### Stored data
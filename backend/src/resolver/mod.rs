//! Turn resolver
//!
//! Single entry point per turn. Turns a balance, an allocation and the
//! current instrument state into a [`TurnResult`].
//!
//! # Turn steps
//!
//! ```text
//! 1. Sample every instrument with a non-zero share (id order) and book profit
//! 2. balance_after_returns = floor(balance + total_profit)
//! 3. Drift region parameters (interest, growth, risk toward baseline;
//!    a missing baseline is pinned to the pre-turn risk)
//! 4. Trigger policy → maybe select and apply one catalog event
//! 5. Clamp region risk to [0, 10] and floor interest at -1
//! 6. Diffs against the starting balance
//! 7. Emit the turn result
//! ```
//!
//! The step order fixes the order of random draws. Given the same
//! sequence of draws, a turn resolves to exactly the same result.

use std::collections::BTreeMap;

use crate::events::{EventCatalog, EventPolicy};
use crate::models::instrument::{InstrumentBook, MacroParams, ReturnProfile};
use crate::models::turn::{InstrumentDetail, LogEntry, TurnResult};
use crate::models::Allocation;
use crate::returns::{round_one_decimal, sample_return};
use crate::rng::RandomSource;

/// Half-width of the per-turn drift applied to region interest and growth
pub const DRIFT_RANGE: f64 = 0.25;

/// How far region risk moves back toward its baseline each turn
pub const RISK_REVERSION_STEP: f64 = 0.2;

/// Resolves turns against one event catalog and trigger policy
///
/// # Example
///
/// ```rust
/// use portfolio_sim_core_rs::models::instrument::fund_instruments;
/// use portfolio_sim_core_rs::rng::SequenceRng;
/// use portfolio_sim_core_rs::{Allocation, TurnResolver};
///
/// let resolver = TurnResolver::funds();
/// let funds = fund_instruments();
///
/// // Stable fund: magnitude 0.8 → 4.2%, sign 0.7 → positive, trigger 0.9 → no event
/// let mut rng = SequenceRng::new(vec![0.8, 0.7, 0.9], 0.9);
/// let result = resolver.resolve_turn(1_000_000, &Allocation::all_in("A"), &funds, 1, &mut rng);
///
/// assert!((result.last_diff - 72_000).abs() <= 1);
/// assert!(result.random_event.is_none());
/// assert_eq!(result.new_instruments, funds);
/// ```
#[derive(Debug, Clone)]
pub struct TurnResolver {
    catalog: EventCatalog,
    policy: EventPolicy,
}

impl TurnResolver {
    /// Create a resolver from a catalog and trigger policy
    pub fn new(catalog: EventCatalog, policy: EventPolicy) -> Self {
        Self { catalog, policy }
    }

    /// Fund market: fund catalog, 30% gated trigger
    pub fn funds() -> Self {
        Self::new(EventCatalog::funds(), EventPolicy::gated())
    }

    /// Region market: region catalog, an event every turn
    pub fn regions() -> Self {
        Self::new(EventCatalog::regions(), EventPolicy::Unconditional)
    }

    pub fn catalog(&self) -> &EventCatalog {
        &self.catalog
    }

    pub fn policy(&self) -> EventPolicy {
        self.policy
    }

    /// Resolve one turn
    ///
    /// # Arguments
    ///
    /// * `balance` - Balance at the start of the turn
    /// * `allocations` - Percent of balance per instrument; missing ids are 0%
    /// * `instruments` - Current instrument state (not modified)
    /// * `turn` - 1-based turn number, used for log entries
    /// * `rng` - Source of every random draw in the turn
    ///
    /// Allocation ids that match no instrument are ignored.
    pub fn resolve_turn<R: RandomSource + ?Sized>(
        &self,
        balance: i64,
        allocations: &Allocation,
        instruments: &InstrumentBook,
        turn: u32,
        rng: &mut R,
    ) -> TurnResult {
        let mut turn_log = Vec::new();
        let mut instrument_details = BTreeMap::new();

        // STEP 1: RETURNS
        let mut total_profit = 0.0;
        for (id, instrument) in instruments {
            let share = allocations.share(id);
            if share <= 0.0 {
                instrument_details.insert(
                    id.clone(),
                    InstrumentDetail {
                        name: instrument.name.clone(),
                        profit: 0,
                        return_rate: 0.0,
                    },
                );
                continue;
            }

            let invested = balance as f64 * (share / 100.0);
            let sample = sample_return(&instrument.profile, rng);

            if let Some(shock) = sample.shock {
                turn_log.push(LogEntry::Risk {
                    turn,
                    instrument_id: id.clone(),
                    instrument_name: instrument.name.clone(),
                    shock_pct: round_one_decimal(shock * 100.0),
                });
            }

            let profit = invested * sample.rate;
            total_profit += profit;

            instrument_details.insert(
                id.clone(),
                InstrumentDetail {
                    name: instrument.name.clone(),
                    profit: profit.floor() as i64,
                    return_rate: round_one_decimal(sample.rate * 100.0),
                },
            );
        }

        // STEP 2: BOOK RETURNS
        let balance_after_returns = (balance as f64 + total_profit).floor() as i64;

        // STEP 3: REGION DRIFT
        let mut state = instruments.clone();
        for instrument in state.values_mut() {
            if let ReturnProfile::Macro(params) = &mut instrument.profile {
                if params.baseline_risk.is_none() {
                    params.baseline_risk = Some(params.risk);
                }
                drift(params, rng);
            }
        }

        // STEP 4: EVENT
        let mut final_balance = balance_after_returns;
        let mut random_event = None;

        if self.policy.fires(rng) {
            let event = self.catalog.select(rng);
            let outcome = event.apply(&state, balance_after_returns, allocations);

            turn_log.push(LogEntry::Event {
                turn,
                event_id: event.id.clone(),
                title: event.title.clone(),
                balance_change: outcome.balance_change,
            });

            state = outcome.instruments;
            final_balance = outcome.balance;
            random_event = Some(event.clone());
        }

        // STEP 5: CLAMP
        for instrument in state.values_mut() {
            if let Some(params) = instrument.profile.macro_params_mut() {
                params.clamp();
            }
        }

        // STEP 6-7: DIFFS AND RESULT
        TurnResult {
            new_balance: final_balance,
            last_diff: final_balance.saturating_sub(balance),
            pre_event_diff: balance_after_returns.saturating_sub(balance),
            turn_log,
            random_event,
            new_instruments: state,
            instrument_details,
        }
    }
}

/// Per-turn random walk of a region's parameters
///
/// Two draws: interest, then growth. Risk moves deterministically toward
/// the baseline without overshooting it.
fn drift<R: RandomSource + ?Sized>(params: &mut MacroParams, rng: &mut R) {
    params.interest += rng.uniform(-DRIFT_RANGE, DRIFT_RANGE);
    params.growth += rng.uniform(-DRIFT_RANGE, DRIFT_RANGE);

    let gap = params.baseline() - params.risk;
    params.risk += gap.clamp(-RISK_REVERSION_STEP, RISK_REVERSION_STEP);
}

### What needs to be done
Review the preceding data and report every line that includes the string "market".

### Completed exercise
    /// Fund market: fund catalog, 30% gated trigger
    /// Region market: region catalog, an event every turn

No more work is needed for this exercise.